__Directions for this task__.
Within the material below, filter for lines that hold the word "async".
====
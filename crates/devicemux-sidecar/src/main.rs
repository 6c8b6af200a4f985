//! devicemux sidecar - iOS device reconciler
//!
//! This is the main entry point for the sidecar. It watches usbmuxd for
//! attached devices, keeps their `MobileDevice` resources up to date and
//! serves health endpoints.
//!
//! # HTTP Endpoints
//!
//! - `GET /health` - Health check
//! - `GET /ready` - Readiness check
//!
//! The process exits non-zero when a reconciliation pass fails, so the pod
//! is restarted.

use std::sync::Arc;

use devicemux_muxer::MuxerClient;
use devicemux_sidecar::{
    health, listen_loop, DeveloperDiskProvisioner, DeviceHost, DirectoryDiskStore,
    DiskStoreChain, HttpDiskStore, KubeDeviceRepository, MuxerRecordStore, PairingProvisioner,
    PairingSettings, PairingTaskRegistry, Reconciler, SecretRecordStore, SidecarConfig,
    UsbmuxHost,
};
use tokio::signal::unix::{signal, SignalKind};
use tokio::sync::mpsc;
use tokio_util::sync::CancellationToken;
use tracing_subscriber::{layer::SubscriberExt, util::SubscriberInitExt};

// ============================================================================
// Wiring
// ============================================================================

fn disk_stores(config: &SidecarConfig) -> devicemux_sidecar::Result<DiskStoreChain> {
    let mut stores = DiskStoreChain::new();
    if let Some(dir) = &config.developer_disk_dir {
        stores = stores.with(Arc::new(DirectoryDiskStore::new(dir)));
    }
    if let Some(url) = &config.developer_disk_url {
        stores = stores.with(Arc::new(HttpDiskStore::new(url.as_str())?));
    }
    if stores.is_empty() {
        tracing::warn!("No developer disk store configured, images will not be mounted");
    }
    Ok(stores)
}

async fn shutdown_signal(cancel: CancellationToken) {
    let terminate = async {
        match signal(SignalKind::terminate()) {
            Ok(mut sigterm) => {
                sigterm.recv().await;
            }
            Err(e) => {
                tracing::warn!(error = %e, "Failed to install SIGTERM handler");
                std::future::pending::<()>().await;
            }
        }
    };

    tokio::select! {
        _ = tokio::signal::ctrl_c() => tracing::info!("Received Ctrl+C signal"),
        () = terminate => tracing::info!("Received SIGTERM signal"),
        () = cancel.cancelled() => return,
    }
    cancel.cancel();
}

#[tokio::main]
async fn main() -> Result<(), Box<dyn std::error::Error>> {
    // Initialize tracing
    tracing_subscriber::registry()
        .with(
            tracing_subscriber::EnvFilter::try_from_default_env()
                .unwrap_or_else(|_| "info,devicemux=debug".into()),
        )
        .with(tracing_subscriber::fmt::layer())
        .init();

    tracing::info!("Starting devicemux sidecar");

    // Load configuration from environment
    let config = SidecarConfig::from_env()?;
    tracing::info!(
        pod = %config.pod_name,
        namespace = %config.namespace,
        muxer = %config.muxer,
        "Loaded sidecar configuration"
    );

    let client = kube::Client::try_default().await?;
    tracing::info!("Connected to Kubernetes cluster");

    let cancel = CancellationToken::new();
    let muxer = MuxerClient::new(config.muxer.clone());
    let host: Arc<dyn DeviceHost> = Arc::new(UsbmuxHost::new(muxer.clone()));
    let registry = Arc::new(PairingTaskRegistry::new());

    let pairing = PairingProvisioner::new(
        Arc::clone(&host),
        Arc::new(MuxerRecordStore::new(muxer.clone())),
        Arc::new(SecretRecordStore::new(client.clone(), &config.namespace)),
        Arc::clone(&registry),
        PairingSettings::from(&config),
        cancel.clone(),
    );
    let disks = DeveloperDiskProvisioner::new(Arc::clone(&host), Arc::new(disk_stores(&config)?));
    let repository = Arc::new(KubeDeviceRepository::new(
        client,
        &config.namespace,
        &config.pod_name,
    ));
    let reconciler = Reconciler::new(config.pod_name.clone(), repository, host, pairing, disks);

    // Start the health server
    let app = health::router(reconciler.readiness());
    tracing::info!(listen_addr = %config.listen_addr, "Starting HTTP server");
    let listener = tokio::net::TcpListener::bind(&config.listen_addr).await?;
    let server_cancel = cancel.clone();
    let server = tokio::spawn(async move {
        axum::serve(listener, app)
            .with_graceful_shutdown(server_cancel.cancelled_owned())
            .await
    });

    // Subscribe to device events
    let (events_tx, events_rx) = mpsc::channel(1);
    let listener_task = tokio::spawn(listen_loop(
        muxer,
        events_tx,
        config.listen_retry_interval,
        cancel.clone(),
    ));
    tokio::spawn(shutdown_signal(cancel.clone()));
    tracing::info!("Started device event listener");

    let result = reconciler.run(events_rx, cancel.clone()).await;

    cancel.cancel();
    registry.abort_all();
    let _ = listener_task.await;
    if let Ok(Err(e)) = server.await {
        tracing::warn!(error = %e, "HTTP server failed");
    }

    result?;
    tracing::info!("devicemux sidecar stopped");
    Ok(())
}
====
__Answer section__.
async fn shutdown_signal(cancel: CancellationToken) {
    let terminate = async {
async fn main() -> Result<(), Box<dyn std::error::Error>> {
    let server = tokio::spawn(async move {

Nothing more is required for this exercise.